YOUR OBJECTIVE
The line containing "has no lines." marks the end: quote every line from the start of the records below through it, word for word.

=== EXTRACTED MATERIAL ===

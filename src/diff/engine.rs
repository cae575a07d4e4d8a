use similar::{capture_diff_slices, Algorithm, DiffOp};

use crate::highlight::{Highlight, Markup};

use super::model::{
    AlignmentPoint, BlockKind, ChangeBlock, DiffAlgorithm, DiffModel, DiffStats, Line, LineKind,
};

/// Default cap on the LCS table, in cells. 25M `u32` cells is 100 MB.
pub const DEFAULT_MAX_TABLE_CELLS: usize = 25_000_000;

#[derive(Debug, Clone, Copy, PartialEq, Eq)]
pub struct DiffOptions {
    /// Largest `(m+1)·(n+1)` the LCS table may reach before the engine trims
    /// common prefix/suffix and, if still too large, switches to Myers.
    pub max_table_cells: usize,
}

impl Default for DiffOptions {
    fn default() -> Self {
        Self {
            max_table_cells: DEFAULT_MAX_TABLE_CELLS,
        }
    }
}

/// One step of the edit script. Indices point into the original / modified
/// line arrays.
#[derive(Debug, Clone, Copy, PartialEq, Eq)]
enum Op {
    Equal(usize, usize),
    Delete(usize),
    Insert(usize),
}

/// Split a document on `\n`. Lines keep every other byte, including a
/// trailing `\r`, so a line-ending change is a real change. A final newline
/// leaves an empty last line; the empty document has no lines.
pub fn split_lines(content: &str) -> Vec<&str> {
    if content.is_empty() {
        return Vec::new();
    }
    content.split('\n').collect()
}

/// Compute the full diff model for two documents.
pub fn compute_diff(
    original: &str,
    modified: &str,
    grammar: &str,
    highlighter: &dyn Highlight,
    options: &DiffOptions,
) -> DiffModel {
    let a = split_lines(original);
    let b = split_lines(modified);

    let (ops, algorithm) = edit_script(&a, &b, options);

    let left_markup = highlighter.highlight_document(&a, grammar);
    let right_markup = highlighter.highlight_document(&b, grammar);

    let model = build_model(&a, &b, &ops, &left_markup, &right_markup, algorithm);
    tracing::debug!(
        left = model.left_lines.len(),
        right = model.right_lines.len(),
        blocks = model.blocks.len(),
        algorithm = algorithm.label(),
        "diff computed"
    );
    model
}

fn table_cells(m: usize, n: usize) -> usize {
    (m + 1).saturating_mul(n + 1)
}

fn edit_script(a: &[&str], b: &[&str], options: &DiffOptions) -> (Vec<Op>, DiffAlgorithm) {
    if table_cells(a.len(), b.len()) <= options.max_table_cells {
        return (lcs_ops(a, b), DiffAlgorithm::Lcs);
    }

    // Too large for a full table: peel off the shared prefix and suffix,
    // which can only ever be matched lines, and diff the core.
    let prefix = a.iter().zip(b).take_while(|(x, y)| x == y).count();
    let suffix = a[prefix..]
        .iter()
        .rev()
        .zip(b[prefix..].iter().rev())
        .take_while(|(x, y)| x == y)
        .count();
    let core_a = &a[prefix..a.len() - suffix];
    let core_b = &b[prefix..b.len() - suffix];

    let (core_ops, algorithm) =
        if table_cells(core_a.len(), core_b.len()) <= options.max_table_cells {
            (lcs_ops(core_a, core_b), DiffAlgorithm::Lcs)
        } else {
            tracing::info!(
                left = a.len(),
                right = b.len(),
                cap = options.max_table_cells,
                "input exceeds LCS table cap, using Myers"
            );
            (myers_ops(core_a, core_b), DiffAlgorithm::Myers)
        };

    let mut ops = Vec::with_capacity(prefix + core_ops.len() + suffix);
    ops.extend((0..prefix).map(|i| Op::Equal(i, i)));
    ops.extend(core_ops.into_iter().map(|op| match op {
        Op::Equal(i, j) => Op::Equal(i + prefix, j + prefix),
        Op::Delete(i) => Op::Delete(i + prefix),
        Op::Insert(j) => Op::Insert(j + prefix),
    }));
    let a_tail = a.len() - suffix;
    let b_tail = b.len() - suffix;
    ops.extend((0..suffix).map(|k| Op::Equal(a_tail + k, b_tail + k)));
    (ops, algorithm)
}

/// Classic O(m·n) LCS table followed by a backtrack.
///
/// When the two neighbours tie, the backtrack takes the insertion first.
/// Because the op list is reversed afterwards, a block's deletions always
/// come out before its insertions.
fn lcs_ops(a: &[&str], b: &[&str]) -> Vec<Op> {
    let (m, n) = (a.len(), b.len());
    let width = n + 1;
    let mut dp = vec![0u32; (m + 1) * width];

    for i in 1..=m {
        for j in 1..=n {
            dp[i * width + j] = if a[i - 1] == b[j - 1] {
                dp[(i - 1) * width + (j - 1)] + 1
            } else {
                dp[(i - 1) * width + j].max(dp[i * width + (j - 1)])
            };
        }
    }

    let mut ops = Vec::with_capacity(m + n);
    let (mut i, mut j) = (m, n);
    while i > 0 || j > 0 {
        if i > 0 && j > 0 && a[i - 1] == b[j - 1] {
            ops.push(Op::Equal(i - 1, j - 1));
            i -= 1;
            j -= 1;
        } else if j > 0 && (i == 0 || dp[i * width + (j - 1)] >= dp[(i - 1) * width + j]) {
            ops.push(Op::Insert(j - 1));
            j -= 1;
        } else {
            ops.push(Op::Delete(i - 1));
            i -= 1;
        }
    }
    ops.reverse();
    ops
}

/// Linear-space edit script from `similar`. Replacements are emitted as
/// deletions followed by insertions, matching the LCS ordering.
fn myers_ops(a: &[&str], b: &[&str]) -> Vec<Op> {
    let mut ops = Vec::with_capacity(a.len() + b.len());
    for op in capture_diff_slices(Algorithm::Myers, a, b) {
        match op {
            DiffOp::Equal {
                old_index,
                new_index,
                len,
            } => ops.extend((0..len).map(|k| Op::Equal(old_index + k, new_index + k))),
            DiffOp::Delete {
                old_index, old_len, ..
            } => ops.extend((old_index..old_index + old_len).map(Op::Delete)),
            DiffOp::Insert {
                new_index, new_len, ..
            } => ops.extend((new_index..new_index + new_len).map(Op::Insert)),
            DiffOp::Replace {
                old_index,
                old_len,
                new_index,
                new_len,
            } => {
                ops.extend((old_index..old_index + old_len).map(Op::Delete));
                ops.extend((new_index..new_index + new_len).map(Op::Insert));
            }
        }
    }
    ops
}

/// Change block being accumulated between two unchanged lines.
#[derive(Debug, Clone, Copy)]
struct PendingBlock {
    left_start: usize,
    left_count: usize,
    right_start: usize,
    right_count: usize,
}

impl PendingBlock {
    fn into_block(self) -> ChangeBlock {
        let kind = match (self.left_count > 0, self.right_count > 0) {
            (true, true) => BlockKind::Modified,
            (true, false) => BlockKind::Removed,
            _ => BlockKind::Added,
        };
        ChangeBlock {
            left_start: self.left_start,
            left_count: self.left_count,
            right_start: self.right_start,
            right_count: self.right_count,
            kind,
        }
    }
}

fn make_line(lines: &[&str], markup: &[Markup], idx: usize, kind: LineKind) -> Line {
    let text = lines[idx];
    Line {
        num: idx + 1,
        text: text.to_string(),
        markup: markup
            .get(idx)
            .cloned()
            .unwrap_or_else(|| Markup::plain(text)),
        kind,
    }
}

fn build_model(
    a: &[&str],
    b: &[&str],
    ops: &[Op],
    left_markup: &[Markup],
    right_markup: &[Markup],
    algorithm: DiffAlgorithm,
) -> DiffModel {
    let mut left_lines = Vec::with_capacity(a.len());
    let mut right_lines = Vec::with_capacity(b.len());
    let mut alignment = vec![AlignmentPoint::new(0, 0)];
    let mut blocks = Vec::new();
    let mut pending: Option<PendingBlock> = None;
    let mut stats = DiffStats::default();

    for op in ops {
        match *op {
            Op::Equal(i, j) => {
                if let Some(block) = pending.take() {
                    blocks.push(block.into_block());
                }
                left_lines.push(make_line(a, left_markup, i, LineKind::Unchanged));
                right_lines.push(make_line(b, right_markup, j, LineKind::Unchanged));
                alignment.push(AlignmentPoint::new(left_lines.len(), right_lines.len()));
                stats.unchanged += 1;
            }
            Op::Delete(i) => {
                let block = pending.get_or_insert(PendingBlock {
                    left_start: left_lines.len(),
                    left_count: 0,
                    right_start: right_lines.len(),
                    right_count: 0,
                });
                block.left_count += 1;
                left_lines.push(make_line(a, left_markup, i, LineKind::Removed));
                stats.removed += 1;
            }
            Op::Insert(j) => {
                let block = pending.get_or_insert(PendingBlock {
                    left_start: left_lines.len(),
                    left_count: 0,
                    right_start: right_lines.len(),
                    right_count: 0,
                });
                block.right_count += 1;
                right_lines.push(make_line(b, right_markup, j, LineKind::Added));
                stats.added += 1;
            }
        }
    }
    if let Some(block) = pending.take() {
        blocks.push(block.into_block());
    }

    let end = AlignmentPoint::new(left_lines.len(), right_lines.len());
    if alignment.last() != Some(&end) {
        alignment.push(end);
    }

    DiffModel {
        left_lines,
        right_lines,
        alignment,
        blocks,
        stats,
        algorithm,
    }
}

===

YOUR SOLUTION
filename src/diff/engine.rs
repository cae575a07d4e4d8a
use similar::{capture_diff_slices, Algorithm, DiffOp};

use crate::highlight::{Highlight, Markup};

use super::model::{
    AlignmentPoint, BlockKind, ChangeBlock, DiffAlgorithm, DiffModel, DiffStats, Line, LineKind,
};

/// Default cap on the LCS table, in cells. 25M `u32` cells is 100 MB.
pub const DEFAULT_MAX_TABLE_CELLS: usize = 25_000_000;

#[derive(Debug, Clone, Copy, PartialEq, Eq)]
pub struct DiffOptions {
    /// Largest `(m+1)·(n+1)` the LCS table may reach before the engine trims
    /// common prefix/suffix and, if still too large, switches to Myers.
    pub max_table_cells: usize,
}

impl Default for DiffOptions {
    fn default() -> Self {
        Self {
            max_table_cells: DEFAULT_MAX_TABLE_CELLS,
        }
    }
}

/// One step of the edit script. Indices point into the original / modified
/// line arrays.
#[derive(Debug, Clone, Copy, PartialEq, Eq)]
enum Op {
    Equal(usize, usize),
    Delete(usize),
    Insert(usize),
}

/// Split a document on `\n`. Lines keep every other byte, including a
/// trailing `\r`, so a line-ending change is a real change. A final newline
/// leaves an empty last line; the empty document has no lines.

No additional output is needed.